The appointment of the former Head of Group National Sales at Volkswagen, and Astrea Academy Trust Chair of Trustees, was welcomed in January by SCR Mayor Dan Jarvis who described him as an “outstanding candidate for the job”, adding:

“With James’s business expertise, passion for our region and his dedication to social mobility, I’m confident he will provide strong leadership to the LEP, be the voice of our businesses and represent the Sheffield City Region on a Northern, national and international level.”

It’s certainly been a strong start, with that passion and dedication reflected in his plan from the get-go.

“I’ve decided to develop a plan where it’s not just the five or six days I’m engaged for a month, I’m putting in a lot more time than that.

“I’ve spent time learning how things operate, what works, what doesn’t, information gathering – it’s all part of building a picture up.”

And building that picture has involved a very busy schedule.

“That requires a lot of contact with the Sheffield City Region Executive Team,” says James. “The rest of my time is reaching out with the SCR Mayor and the LEP stakeholders throughout the region.

“Then there’s meeting public sector leaders and CEOs, private sector board members of the LEP, and different representative bodies such as Chambers of Commerce and the Cutlers Company.

“Then there’s the CBI, Sheffield City Partnership which is chaired by Lord Blunkett, and I am meeting as many local MPs as possible, as well as a number of other forums out there.
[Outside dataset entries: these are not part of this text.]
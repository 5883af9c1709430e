//! Field and row shape definitions.
//!
//! A [`Field`] binds a [`ValueKind`] to a stable ordinal position. A [`Shape`]
//! is the validated, ordinal-ordered field list shared by every record of one
//! row type.

use crate::error::{DbError, DbResult};
use crate::models::value::{Value, ValueKind};
use serde::{Deserialize, Serialize};
use std::collections::HashSet;
use std::sync::Arc;

/// Metadata about one positional field of a row.
#[derive(Debug, Clone, PartialEq, Serialize, Deserialize)]
pub struct Field {
    pub name: String,
    /// Ordinal position in the row, dense from 0
    pub index: usize,
    pub kind: ValueKind,
    /// Name of a value schema used by validation layers outside this crate
    #[serde(default, skip_serializing_if = "Option::is_none")]
    pub value_schema: Option<String>,
    #[serde(default)]
    pub is_list: bool,
    #[serde(default, skip_serializing_if = "Option::is_none")]
    pub default_value: Option<Value>,
    #[serde(default)]
    pub is_required: bool,
}

impl Field {
    /// Create a new optional, non-list field without a default.
    pub fn new(name: impl Into<String>, index: usize, kind: ValueKind) -> Self {
        Self {
            name: name.into(),
            index,
            kind,
            value_schema: None,
            is_list: false,
            default_value: None,
            is_required: false,
        }
    }

    /// Mark this field as required.
    pub fn required(mut self) -> Self {
        self.is_required = true;
        self
    }

    /// Mark this field as holding a list.
    pub fn list(mut self) -> Self {
        self.is_list = true;
        self
    }

    /// Attach a value schema reference.
    pub fn with_value_schema(mut self, schema: impl Into<String>) -> Self {
        self.value_schema = Some(schema.into());
        self
    }

    /// Set the default value.
    pub fn with_default(mut self, value: impl Into<Value>) -> Self {
        self.default_value = Some(value.into());
        self
    }
}

/// Validated field list of one row type.
#[derive(Debug, Clone, PartialEq)]
pub struct Shape {
    fields: Vec<Field>,
    kinds: Arc<[ValueKind]>,
}

impl Shape {
    /// Build a shape, ordering fields by ordinal.
    ///
    /// Ordinals must be unique and dense (0..n-1), names non-empty and
    /// unique, and defaults compatible with their field kind.
    pub fn new(fields: impl IntoIterator<Item = Field>) -> DbResult<Self> {
        let mut fields: Vec<Field> = fields.into_iter().collect();
        if fields.is_empty() {
            return Err(DbError::data_shape("A shape needs at least one field"));
        }
        fields.sort_by_key(|f| f.index);

        let mut names = HashSet::with_capacity(fields.len());
        for (position, field) in fields.iter().enumerate() {
            if field.index != position {
                return Err(DbError::data_shape(format!(
                    "Field '{}' has ordinal {} but position {} is expected; ordinals must be unique and dense",
                    field.name, field.index, position
                )));
            }
            if field.name.trim().is_empty() {
                return Err(DbError::data_shape(format!(
                    "Field at ordinal {} has an empty name",
                    position
                )));
            }
            if !names.insert(field.name.as_str()) {
                return Err(DbError::data_shape(format!(
                    "Duplicate field name '{}'",
                    field.name
                )));
            }
            if let Some(default) = &field.default_value {
                if !field.kind.is_compatible(default) {
                    return Err(DbError::data_shape(format!(
                        "Default for field '{}' is {} but the field is {}",
                        field.name,
                        default.type_name(),
                        field.kind
                    )));
                }
            }
        }

        let kinds: Arc<[ValueKind]> = fields.iter().map(|f| f.kind).collect();
        Ok(Self { fields, kinds })
    }

    /// Build a shape from `(name, kind)` pairs, assigning ordinals in order.
    pub fn from_columns<'a>(
        columns: impl IntoIterator<Item = (&'a str, ValueKind)>,
    ) -> DbResult<Self> {
        Self::new(
            columns
                .into_iter()
                .enumerate()
                .map(|(index, (name, kind))| Field::new(name, index, kind)),
        )
    }

    /// Number of fields.
    pub fn len(&self) -> usize {
        self.fields.len()
    }

    /// Shapes are never empty; kept for API symmetry with collections.
    pub fn is_empty(&self) -> bool {
        self.fields.is_empty()
    }

    /// Fields in ordinal order.
    pub fn fields(&self) -> &[Field] {
        &self.fields
    }

    /// Field at an ordinal position.
    pub fn field(&self, index: usize) -> Option<&Field> {
        self.fields.get(index)
    }

    /// Ordinal of a field by name.
    pub fn index_of(&self, name: &str) -> Option<usize> {
        self.fields.iter().position(|f| f.name == name)
    }

    /// The shared value-kind vector, one entry per ordinal.
    pub fn kinds(&self) -> &Arc<[ValueKind]> {
        &self.kinds
    }
}

#[cfg(test)]
mod tests {
    use super::*;

    #[test]
    fn test_shape_orders_fields_by_ordinal() {
        let shape = Shape::new(vec![
            Field::new("age", 1, ValueKind::Integer),
            Field::new("name", 0, ValueKind::Text),
        ])
        .unwrap();
        assert_eq!(shape.fields()[0].name, "name");
        assert_eq!(shape.kinds().as_ref(), &[ValueKind::Text, ValueKind::Integer]);
        assert_eq!(shape.index_of("age"), Some(1));
    }

    #[test]
    fn test_shape_rejects_gap_in_ordinals() {
        let result = Shape::new(vec![
            Field::new("name", 0, ValueKind::Text),
            Field::new("age", 2, ValueKind::Integer),
        ]);
        assert!(matches!(result, Err(DbError::DataShape { .. })));
    }

    #[test]
    fn test_shape_rejects_duplicate_ordinal() {
        let result = Shape::new(vec![
            Field::new("name", 0, ValueKind::Text),
            Field::new("alias", 0, ValueKind::Text),
        ]);
        assert!(result.is_err());
    }

    #[test]
    fn test_shape_rejects_duplicate_name() {
        let result = Shape::from_columns([("id", ValueKind::Integer), ("id", ValueKind::Text)]);
        let err = result.unwrap_err();
        assert!(err.to_string().contains("Duplicate field name"));
    }

    #[test]
    fn test_shape_rejects_incompatible_default() {
        let result = Shape::new(vec![Field::new("age", 0, ValueKind::Integer).with_default("x")]);
        assert!(result.is_err());
    }

    #[test]
    fn test_field_builder() {
        let field = Field::new("tags", 3, ValueKind::Text)
            .list()
            .required()
            .with_value_schema("tag");
        assert!(field.is_list);
        assert!(field.is_required);
        assert_eq!(field.value_schema.as_deref(), Some("tag"));
    }
}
“I have begun meeting people like Prof Keith Ridgway founder and Executive Chair of the Advanced Manufacturing Research Centre (AMRC) and others involved in SCR Global Innovation Corridor innovation corridor but by end of May/June I hope I will have engaged with, either formally or informally, all of the different stakeholders.

“All of these elements are going to feed into the bigger picture.

“People are very keen to understand what the LEP can do, what role it can perform, it may not particularly clear to everybody what the LEP can do and how it works with the Mayor to give him the best commercial input and advice to improve the economy.

“The remit of the Mayor is much wider so the LEP is the ‘business arm’, the private sector voice.

“I want to be out there locally and want to be able to get to everybody. My engagement is far from complete but it’s a matter of time. I’m making contact with lots of businesses who want to meet me as soon as possible, ranging from smaller firms to the high-profile larger ones, and understanding their challenges.”

One of those challenges is clear:

“There’s a need for more engagement from the private sector – that’s the point I’ve been given from businesses, and that’s what I’m aiming to address, although the other stakeholders are, of course, critical.

“Working with ALL of the LEP stakeholders is crucial – it’s important that we are communicative and collaborative.”

And James is also keen to ensure he engages with all the Sheffield City Region’s sectors, both emerging and well-established.

“Our obvious strengths are engineering, manufacturing, and new technologies, but that’s by no means an exclusive focus.

“I am looking at growth sectors for the future, but a lot of those more traditional sectors are a part of that. It’s all about identifying what sorts of products, what sorts of goods, what sorts of skills are going to be needed.

“The growth sectors that offer the region potential are sectors that require a higher skill set to tackle things like poor productivity, not that we need to import these skills. It’s learning how we deliver the best jobs for our existing workforce – better paid, higher quality, better skilled jobs to meet that challenge.

“We all recognise that we as a region don’t always punch according to our weight and need to have much more of an impact, that’s pretty well known.

“The value that’s being generated is not in line with the potential. There’s bags more room to grow.

“Productivity is below the national average, but that’s not because of negligence and we need to turn that around and fix that.

“That means me working with the SCR Mayor on the Strategic Economic Plan, and on Government funding from the Shared Prosperity Fund so we secure the best resources to move the region forward.

“That’s what an ambitious transformational industrial strategy needs to deliver on.”